Prematuri, a Milano la pioniera della neonatologia italiana

di Redazione 3

prematuri-macedonio-melloniEccoci di nuovo a parlare di prematuri, leggendo questa notizia sul Corriere.it devo confessare di essermi commossa, perché questa notizia parla di amore per la medicina, di dedizione per il lavoro ma soprattutto amore per i neonati e per i loro genitori. Ho potuto conoscere tramite questo articolo una donna che è stata la pioniera della cura dei neonati prematuri in Italia e che è diventata una scienziata di fama mondiale, si chiama Iolanda Minoli ed ha creato e diretto dal 1960 l’Unità di terapia intensiva per nati prematuri della Macedonio Melloni, centro di riferimento internazionale della neonatologia perinatale di Milano, una donna che pur non avendo avuto figli suoi ha visto nascere circa 30 mila piccoli che ha accudito amorevolmente assieme alla sua equipe.

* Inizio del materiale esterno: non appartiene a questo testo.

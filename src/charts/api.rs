//! The JSON API behind the charts.

use std::collections::BTreeMap;

use axum::{
    Extension, Json,
    extract::{Query, State},
    response::{IntoResponse, Response},
};
use serde::{Serialize, Serializer};

use crate::{
    Error,
    aggregation::{CategoryTotals, MonthTotals},
    auth::OwnerId,
    charts::page::{ChartData, ChartsQuery, ChartsState, load_chart_data},
    error::ValidationErrors,
    money::to_decimal_string,
};

fn serialize_category_totals<S: Serializer>(
    totals: &CategoryTotals,
    serializer: S,
) -> Result<S::Ok, S::Error> {
    let formatted: BTreeMap<&str, String> = totals
        .iter()
        .map(|(category, total)| (category.as_str(), to_decimal_string(*total)))
        .collect();

    formatted.serialize(serializer)
}

#[derive(Debug, Serialize)]
#[serde(rename_all = "camelCase")]
struct ChartsResponse {
    #[serde(serialize_with = "serialize_category_totals")]
    expense_by_category: CategoryTotals,
    #[serde(serialize_with = "serialize_category_totals")]
    income_by_category: CategoryTotals,
    monthly: Vec<MonthTotals>,
}

impl From<ChartData> for ChartsResponse {
    fn from(data: ChartData) -> Self {
        Self {
            expense_by_category: data.expense_by_category,
            income_by_category: data.income_by_category,
            monthly: data.monthly,
        }
    }
}

/// Return the category and monthly totals for the range in the query string.
pub async fn get_charts_api(
    State(state): State<ChartsState>,
    Extension(owner): Extension<OwnerId>,
    Query(query): Query<ChartsQuery>,
) -> Response {
    const ACTION: &str = "fetch chart data";

    let range = match query.time_range() {
        Ok(range) => range,
        Err(error) => {
            let mut errors = ValidationErrors::default();
            errors.push("range", error);
            return Error::Validation(errors).into_json_response(ACTION);
        }
    };

    match load_chart_data(&state, &owner, range) {
        Ok(data) => Json(ChartsResponse::from(data)).into_response(),
        Err(error) => error.into_json_response(ACTION),
    }
}

#[cfg(test)]
mod charts_api_tests {
    use std::{
        str::FromStr,
        sync::{Arc, Mutex},
    };

    use axum::{
        Extension,
        extract::{Query, State},
        http::StatusCode,
    };
    use rusqlite::Connection;
    use serde_json::json;
    use time::macros::datetime;

    use crate::{
        auth::OwnerId,
        category::CategoryName,
        charts::{
            get_charts_api,
            page::{ChartsQuery, ChartsState},
        },
        db::initialize,
        money::Amount,
        test_utils::parse_json,
        transaction::{NewTransaction, TransactionKind, create_transaction},
    };

    fn get_test_state() -> ChartsState {
        let connection =
            Connection::open_in_memory().expect("Could not open in-memory SQLite database");
        initialize(&connection).expect("Could not initialize database");

        ChartsState {
            db_connection: Arc::new(Mutex::new(connection)),
            local_timezone: "Etc/UTC".to_owned(),
        }
    }

    fn add(state: &ChartsState, kind: TransactionKind, amount: &str, category: &str) {
        create_transaction(
            &OwnerId::new("alice").unwrap(),
            NewTransaction {
                kind,
                amount: Amount::from_str(amount).unwrap(),
                category: CategoryName::new_unchecked(category),
                description: None,
                occurred_at: datetime!(2025-01-05 10:00),
            },
            &state.db_connection.lock().unwrap(),
        )
        .unwrap();
    }

    #[tokio::test]
    async fn returns_all_time_totals() {
        let state = get_test_state();
        add(&state, TransactionKind::Income, "1000.00", "Salary");
        add(&state, TransactionKind::Expense, "200.00", "Food");
        add(&state, TransactionKind::Expense, "0.10", "Food");

        let response = get_charts_api(
            State(state),
            Extension(OwnerId::new("alice").unwrap()),
            Query(ChartsQuery::default()),
        )
        .await;

        assert_eq!(response.status(), StatusCode::OK);
        assert_eq!(
            parse_json(response).await,
            json!({
                "expenseByCategory": { "Food": "200.10" },
                "incomeByCategory": { "Salary": "1000.00" },
                "monthly": [
                    { "month": "2025-01", "income": "1000.00", "expense": "200.10" }
                ],
            })
        );
    }

    #[tokio::test]
    async fn other_owners_see_nothing() {
        let state = get_test_state();
        add(&state, TransactionKind::Expense, "200.00", "Food");

        let response = get_charts_api(
            State(state),
            Extension(OwnerId::new("bob").unwrap()),
            Query(ChartsQuery::default()),
        )
        .await;

        assert_eq!(
            parse_json(response).await,
            json!({ "expenseByCategory": {}, "incomeByCategory": {}, "monthly": [] })
        );
    }

    #[tokio::test]
    async fn rejects_unknown_range() {
        let state = get_test_state();

        let response = get_charts_api(
            State(state),
            Extension(OwnerId::new("alice").unwrap()),
            Query(ChartsQuery {
                range: Some("week".to_owned()),
            }),
        )
        .await;

        assert_eq!(response.status(), StatusCode::BAD_REQUEST);
        let body = parse_json(response).await;
        assert!(
            body["error"]
                .as_str()
                .unwrap()
                .starts_with("Validation error: range: ")
        );
    }
}
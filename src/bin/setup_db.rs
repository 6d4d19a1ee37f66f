//! Create the finance tracker's database tables ahead of the first server start.

use std::{error::Error, path::Path};

use clap::Parser;
use rusqlite::Connection;

use finance_tracker::{DatabaseArgs, init_tracing, initialize_db};

/// Create or upgrade the SQLite database used by the server.
#[derive(Parser, Debug)]
#[command(version, about, long_about = None)]
struct Args {
    #[command(flatten)]
    database: DatabaseArgs,
}

fn main() -> Result<(), Box<dyn Error>> {
    init_tracing(Path::new("debug.log"))?;

    let args = Args::parse();
    let db_path = args.database.path()?;

    tracing::info!("Setting up database at {db_path}");
    let connection = Connection::open(&db_path)?;

    if let Err(error) = initialize_db(&connection) {
        tracing::error!("Could not create the database tables: {error}");
        return Err(error.into());
    }

    tracing::info!("Database is ready");

    Ok(())
}
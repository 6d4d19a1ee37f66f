//! Income and expense records.
//!
//! This module contains everything related to transactions:
//! - The `Transaction` model and its owner-scoped database functions
//! - The JSON API handlers under `/api/transactions`
//! - The form endpoints used by the dashboard

mod api;
mod core;
mod form;

pub use api::{
    TransactionPayload, TransactionState, create_transaction_api, delete_transaction_api,
    get_transactions_api, update_transaction_api,
};
pub use core::{
    NewTransaction, Transaction, TransactionKind, TransactionUpdate, create_transaction,
    create_transaction_table, delete_transaction, get_transactions, normalize_description,
    parse_occurred_at, update_transaction,
};
pub use form::{create_transaction_endpoint, delete_transaction_endpoint};
//! Creating the application's database schema.

use rusqlite::{Connection, TransactionBehavior};

use crate::{Error, budget::create_budget_table, transaction::create_transaction_table};

/// Create the all of the database tables for the application.
///
/// Tables that already exist are left untouched, so this is safe to call on every start up.
///
/// # Errors
/// This function may return a [rusqlite::Error] if something went wrong creating the tables.
pub fn initialize(connection: &Connection) -> Result<(), Error> {
    let transaction =
        rusqlite::Transaction::new_unchecked(connection, TransactionBehavior::Exclusive)?;

    create_transaction_table(&transaction)?;
    create_budget_table(&transaction)?;

    transaction.commit()?;

    Ok(())
}

#[cfg(test)]
mod initialize_tests {
    use rusqlite::Connection;

    use super::initialize;

    #[test]
    fn creates_both_tables() {
        let connection = Connection::open_in_memory().unwrap();

        initialize(&connection).expect("Could not initialize database");

        let mut tables: Vec<String> = connection
            .prepare("SELECT name FROM sqlite_master WHERE type = 'table' ORDER BY name")
            .unwrap()
            .query_map([], |row| row.get(0))
            .unwrap()
            .map(|row| row.unwrap())
            .collect();
        tables.sort();

        assert_eq!(tables, vec!["budgets", "transactions"]);
    }

    #[test]
    fn can_run_twice() {
        let connection = Connection::open_in_memory().unwrap();

        initialize(&connection).expect("Could not initialize database");

        assert!(initialize(&connection).is_ok());
    }
}
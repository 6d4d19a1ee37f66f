//! Budget periods, the date windows they cover and the chart time ranges.

use std::{fmt::Display, str::FromStr};

use serde::{Deserialize, Serialize};
use time::{Date, Duration, Month, PrimitiveDateTime};

use crate::Error;

/// How often a budget resets.
#[derive(Debug, Clone, Copy, PartialEq, Eq, Hash, Default, Serialize, Deserialize)]
#[serde(rename_all = "lowercase")]
pub enum Period {
    Weekly,
    #[default]
    Monthly,
    Yearly,
}

impl Period {
    /// Every period, in the order the forms list them.
    pub const ALL: [Period; 3] = [Period::Weekly, Period::Monthly, Period::Yearly];

    pub fn as_str(self) -> &'static str {
        match self {
            Period::Weekly => "weekly",
            Period::Monthly => "monthly",
            Period::Yearly => "yearly",
        }
    }

    pub fn label(self) -> &'static str {
        match self {
            Period::Weekly => "Weekly",
            Period::Monthly => "Monthly",
            Period::Yearly => "Yearly",
        }
    }
}

impl FromStr for Period {
    type Err = Error;

    fn from_str(s: &str) -> Result<Self, Self::Err> {
        match s {
            "weekly" => Ok(Period::Weekly),
            "monthly" => Ok(Period::Monthly),
            "yearly" => Ok(Period::Yearly),
            other => Err(Error::InvalidPeriod(other.to_owned())),
        }
    }
}

impl Display for Period {
    fn fmt(&self, f: &mut std::fmt::Formatter<'_>) -> std::fmt::Result {
        write!(f, "{}", self.as_str())
    }
}

/// An inclusive range of calendar dates.
#[derive(Debug, Clone, Copy, PartialEq, Eq)]
pub struct Window {
    pub start: Date,
    pub end: Date,
}

impl Window {
    /// Whether `date_time` falls on a day inside the window.
    pub fn contains(&self, date_time: PrimitiveDateTime) -> bool {
        let date = date_time.date();

        self.start <= date && date <= self.end
    }
}

/// Get the window of `period` that contains `now`.
///
/// Weeks start on Sunday.
pub fn resolve_window(now: PrimitiveDateTime, period: Period) -> Window {
    let today = now.date();

    match period {
        Period::Weekly => {
            let days_since_sunday = today.weekday().number_days_from_sunday() as i64;
            let start = today - Duration::days(days_since_sunday);

            Window {
                start,
                end: start + Duration::days(6),
            }
        }
        Period::Monthly => {
            let start = today - Duration::days(today.day() as i64 - 1);
            let length = days_in_month(today.year(), today.month()) as i64;

            Window {
                start,
                end: start + Duration::days(length - 1),
            }
        }
        Period::Yearly => {
            let start = today - Duration::days(today.ordinal() as i64 - 1);
            let length = time::util::days_in_year(today.year()) as i64;

            Window {
                start,
                end: start + Duration::days(length - 1),
            }
        }
    }
}

/// The time filter for the charts.
#[derive(Debug, Clone, Copy, PartialEq, Eq, Default, Serialize, Deserialize)]
#[serde(rename_all = "lowercase")]
pub enum TimeRange {
    #[default]
    All,
    Month,
    Year,
}

impl TimeRange {
    /// Every range, in the order the range selector lists them.
    pub const ALL: [TimeRange; 3] = [TimeRange::All, TimeRange::Month, TimeRange::Year];

    pub fn as_str(self) -> &'static str {
        match self {
            TimeRange::All => "all",
            TimeRange::Month => "month",
            TimeRange::Year => "year",
        }
    }

    pub fn label(self) -> &'static str {
        match self {
            TimeRange::All => "All Time",
            TimeRange::Month => "Last Month",
            TimeRange::Year => "Last Year",
        }
    }

    /// The earliest moment kept by this range, or `None` if everything is kept.
    ///
    /// The cutoff is midnight of `now`'s date moved back one calendar month
    /// or year. A day past the end of the target month rolls over into the
    /// next month, e.g. 31 March goes back to 3 March (28 days in February).
    pub fn cutoff(self, now: PrimitiveDateTime) -> Option<PrimitiveDateTime> {
        let today = now.date();

        let (year, month) = match self {
            TimeRange::All => return None,
            TimeRange::Month => match today.month() {
                Month::January => (today.year() - 1, Month::December),
                month => (today.year(), month.previous()),
            },
            TimeRange::Year => (today.year() - 1, today.month()),
        };

        let first_of_month = Date::from_calendar_date(year, month, 1).ok()?;
        let cutoff = first_of_month + Duration::days(today.day() as i64 - 1);

        Some(cutoff.midnight())
    }

    /// Whether a record that happened at `occurred_at` is kept.
    pub fn includes(self, occurred_at: PrimitiveDateTime, now: PrimitiveDateTime) -> bool {
        match self.cutoff(now) {
            Some(cutoff) => occurred_at >= cutoff,
            None => true,
        }
    }
}

impl FromStr for TimeRange {
    type Err = Error;

    fn from_str(s: &str) -> Result<Self, Self::Err> {
        match s {
            "all" => Ok(TimeRange::All),
            "month" => Ok(TimeRange::Month),
            "year" => Ok(TimeRange::Year),
            other => Err(Error::InvalidTimeRange(other.to_owned())),
        }
    }
}

fn days_in_month(year: i32, month: Month) -> u8 {
    match month {
        Month::April | Month::June | Month::September | Month::November => 30,
        Month::February if time::util::is_leap_year(year) => 29,
        Month::February => 28,
        _ => 31,
    }
}

#[cfg(test)]
mod resolve_window_tests {
    use time::{
        Duration,
        macros::{date, datetime},
    };

    use crate::window::{Period, Window, resolve_window};

    #[test]
    fn monthly_covers_calendar_month() {
        let window = resolve_window(datetime!(2025-03-15 10:30), Period::Monthly);

        assert_eq!(
            window,
            Window {
                start: date!(2025 - 03 - 01),
                end: date!(2025 - 03 - 31),
            }
        );
    }

    #[test]
    fn monthly_handles_leap_february() {
        let window = resolve_window(datetime!(2024-02-10 00:00), Period::Monthly);

        assert_eq!(window.end, date!(2024 - 02 - 29));
    }

    #[test]
    fn weekly_starts_on_previous_sunday() {
        // 2025-03-12 is a Wednesday.
        let window = resolve_window(datetime!(2025-03-12 18:00), Period::Weekly);

        assert_eq!(
            window,
            Window {
                start: date!(2025 - 03 - 09),
                end: date!(2025 - 03 - 15),
            }
        );
    }

    #[test]
    fn weekly_on_sunday_starts_today() {
        let window = resolve_window(datetime!(2025-03-09 00:00), Period::Weekly);

        assert_eq!(window.start, date!(2025 - 03 - 09));
    }

    #[test]
    fn weekly_on_saturday_ends_today() {
        let window = resolve_window(datetime!(2025-03-15 23:59), Period::Weekly);

        assert_eq!(window.start, date!(2025 - 03 - 09));
        assert_eq!(window.end, date!(2025 - 03 - 15));
    }

    #[test]
    fn weekly_crosses_year_boundary() {
        // 2025-01-01 is a Wednesday.
        let window = resolve_window(datetime!(2025-01-01 12:00), Period::Weekly);

        assert_eq!(window.start, date!(2024 - 12 - 29));
        assert_eq!(window.end, date!(2025 - 01 - 04));
    }

    #[test]
    fn yearly_covers_calendar_year() {
        let window = resolve_window(datetime!(2025-07-04 09:00), Period::Yearly);

        assert_eq!(
            window,
            Window {
                start: date!(2025 - 01 - 01),
                end: date!(2025 - 12 - 31),
            }
        );
    }

    #[test]
    fn window_lengths_hold_for_every_day_of_two_years() {
        let mut day = date!(2023 - 01 - 01);

        while day <= date!(2024 - 12 - 31) {
            let now = day.midnight();

            let weekly = resolve_window(now, Period::Weekly);
            assert_eq!(weekly.end - weekly.start, Duration::days(6));
            assert!(weekly.contains(now));

            let monthly = resolve_window(now, Period::Monthly);
            assert_eq!(monthly.start.month(), day.month());
            assert_eq!(monthly.end.month(), day.month());
            assert_eq!((monthly.end + Duration::days(1)).day(), 1);
            assert!(monthly.contains(now));

            let yearly = resolve_window(now, Period::Yearly);
            let want_days = if day.year() == 2024 { 365 } else { 364 };
            assert_eq!(yearly.end - yearly.start, Duration::days(want_days));
            assert!(yearly.contains(now));

            day = day + Duration::days(1);
        }
    }

    #[test]
    fn contains_whole_last_day() {
        let window = resolve_window(datetime!(2025-03-15 10:30), Period::Monthly);

        assert!(window.contains(datetime!(2025-03-31 23:59:59.999)));
        assert!(window.contains(datetime!(2025-03-01 00:00)));
        assert!(!window.contains(datetime!(2025-04-01 00:00)));
        assert!(!window.contains(datetime!(2025-02-28 23:59:59)));
    }
}
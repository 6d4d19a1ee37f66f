//! Dashboard module
//!
//! Provides an overview page with the owner's totals, a form to add
//! transactions and the table of every transaction.

mod cards;
mod handlers;
mod tables;
mod transaction_form;

pub use handlers::get_dashboard_page;
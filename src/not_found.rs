//! The page shown for unknown routes and missing records.
use axum::{
    http::StatusCode,
    response::{Html, IntoResponse, Response},
};

use crate::html::error_view;

pub struct NotFoundError;

impl IntoResponse for NotFoundError {
    fn into_response(self) -> Response {
        let page = error_view(
            "Not Found",
            "404",
            "Something's missing.",
            "Sorry, we can't find that page. You'll find lots to explore on the home page.",
        );

        (StatusCode::NOT_FOUND, Html(page.into_string())).into_response()
    }
}

/// Fallback handler for routes that do not exist.
pub async fn get_404_not_found() -> Response {
    NotFoundError.into_response()
}
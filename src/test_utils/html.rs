use axum::{body::Body, response::Response};
use scraper::Html;

pub(crate) async fn parse_html_document(response: Response<Body>) -> Html {
    let body = response.into_body();
    let body = axum::body::to_bytes(body, usize::MAX)
        .await
        .expect("Could not get response body");
    let text = String::from_utf8_lossy(&body).to_string();

    Html::parse_document(&text)
}

pub(crate) async fn parse_html_fragment(response: Response<Body>) -> Html {
    let body = response.into_body();
    let body = axum::body::to_bytes(body, usize::MAX)
        .await
        .expect("Could not get response body");
    let text = String::from_utf8_lossy(&body).to_string();

    Html::parse_fragment(&text)
}

#[track_caller]
pub(crate) fn assert_valid_html(html: &Html) {
    assert!(
        html.errors.is_empty(),
        "Got HTML parsing errors: {:?}",
        html.errors
    );
}
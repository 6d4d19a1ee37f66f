//! Converting the server clock into the configured local time.

use time::{OffsetDateTime, PrimitiveDateTime, UtcOffset};
use time_tz::{Offset, TimeZone};

use crate::Error;

/// Get the current UTC offset of a canonical timezone, e.g. "Pacific/Auckland".
pub fn get_local_offset(canonical_timezone: &str) -> Option<UtcOffset> {
    time_tz::timezones::get_by_name(canonical_timezone)
        .map(|tz| tz.get_offset_utc(&OffsetDateTime::now_utc()).to_utc())
}

/// Like [get_local_offset], but an unknown timezone is an error.
///
/// # Errors
///
/// Returns [Error::InvalidTimezoneError] if `canonical_timezone` is not a known timezone.
pub fn local_offset(canonical_timezone: &str) -> Result<UtcOffset, Error> {
    get_local_offset(canonical_timezone).ok_or_else(|| {
        tracing::error!("Invalid timezone {}", canonical_timezone);
        Error::InvalidTimezoneError(canonical_timezone.to_owned())
    })
}

/// The current wall-clock time in `canonical_timezone`.
///
/// Handlers call this once per request and pass the result down, so every
/// window and filter in one response agrees on what "now" is.
///
/// # Errors
///
/// Returns [Error::InvalidTimezoneError] if `canonical_timezone` is not a known timezone.
pub fn local_now(canonical_timezone: &str) -> Result<PrimitiveDateTime, Error> {
    let offset = local_offset(canonical_timezone)?;
    let now = OffsetDateTime::now_utc().to_offset(offset);

    Ok(PrimitiveDateTime::new(now.date(), now.time()))
}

Tra poco verrà pubblicata una ricerca condotta dalla Minoli assieme ad altri neonatologi di fama mondiale chiamata Long term outcome of the World’s Smallest Babies cioè «Risultato a lungo termine delle bambine più piccole del mondo», in questo studio vengono analizzate tre premature considerate appunto tra le più piccole al mondo. Nella ricerca si parla anche di Valentina una prematura nata di 450 grammi per 30 centimetri di lunghezza, Valentina è rimasta nel cuore della Minoli, oggi ha 21 anni ed è perfettamente in salute.

Valentina è la dimostrazione di quanto si può fare per i neonati a rischio, cioè per tutti quei bimbi che nascono frettolosi prima del termine di gestazione, o nascono micropremies, cioè di pochi etti. E vorrei che il suo esempio incoraggiasse tante future mamme a non aver paura del rischio di parti prematuri. Perché, è vero che sono in aumento, siamo al 18-20% e di questi l’8% sono costituiti da bambini che a volte possono pesare soltanto 250 grammi, ma oggi le conoscenze pediatriche e le tecniche terapeutiche sono in grado di farli crescere sani come gli altri.

Ha affermato la professoressa Minoli.

Sono i risultati a lungo termine a rivelare quanto una cura sia efficace e valida, ed è per questo che è attesa con fermento un’altra ricerca in cui sono stati studiati i bambini nati alla Macedonio Melloni tra il 1957 al 1977, e particolarmente di coloro nati con peso da 700 a 1200 grammi: migliaia di prematuri, seguiti nel loro sviluppo per 20 anni, controllati nelle loro diverse evoluzioni, monitorati con minuziosa tenacia. I risultati sono assolutamente strabilianti, i nostri piccoli prematuri oggi hanno un’età tra i 30 e i 50 anni e solo tre di loro riportano come conseguenza della loro deficienza ponderale e delle difficoltà respiratorie alla nascita una insufficiente capacità visiva e fanno i centralinisti telefonici. Tutto gli altri sono in salute e hanno avuto delle vite piene di soddisfazioni, ci sono ingegneri, professori universitari, medici, manager; alcuni sono suore e sacerdoti, tantissimi gli artigiani, moltissimi sposati con figli.

La Minoli desidera dare speranza a tutti i genitori che hanno avuto un bimbo prematuro e lo fa con cognizione di causa, visto che è stata lei a portare in Italia tutte le tecniche più all’avanguardia nel mondo e che viene consultata dai presidenti americani rispetto alla pediatria quando sono in progetto delle riforme sanitarie.

Si può fare moltissimo per i piccoli prematuri, specialmente per quelli davvero piccolissimi e per le loro famiglie, e il Macedonio Melloni è un centro molto avanti nelle tecniche per accudire i neonati nati prima del tempo, un esempio su tutti la culla di rianimazione dove i neonati sono protetti come in un nido da una ciambella di stoffa e ascoltano dolci ninne nanne e il battito registrato del cuore della madre.

A volte è bello potersi dire fieri della sanità italiana.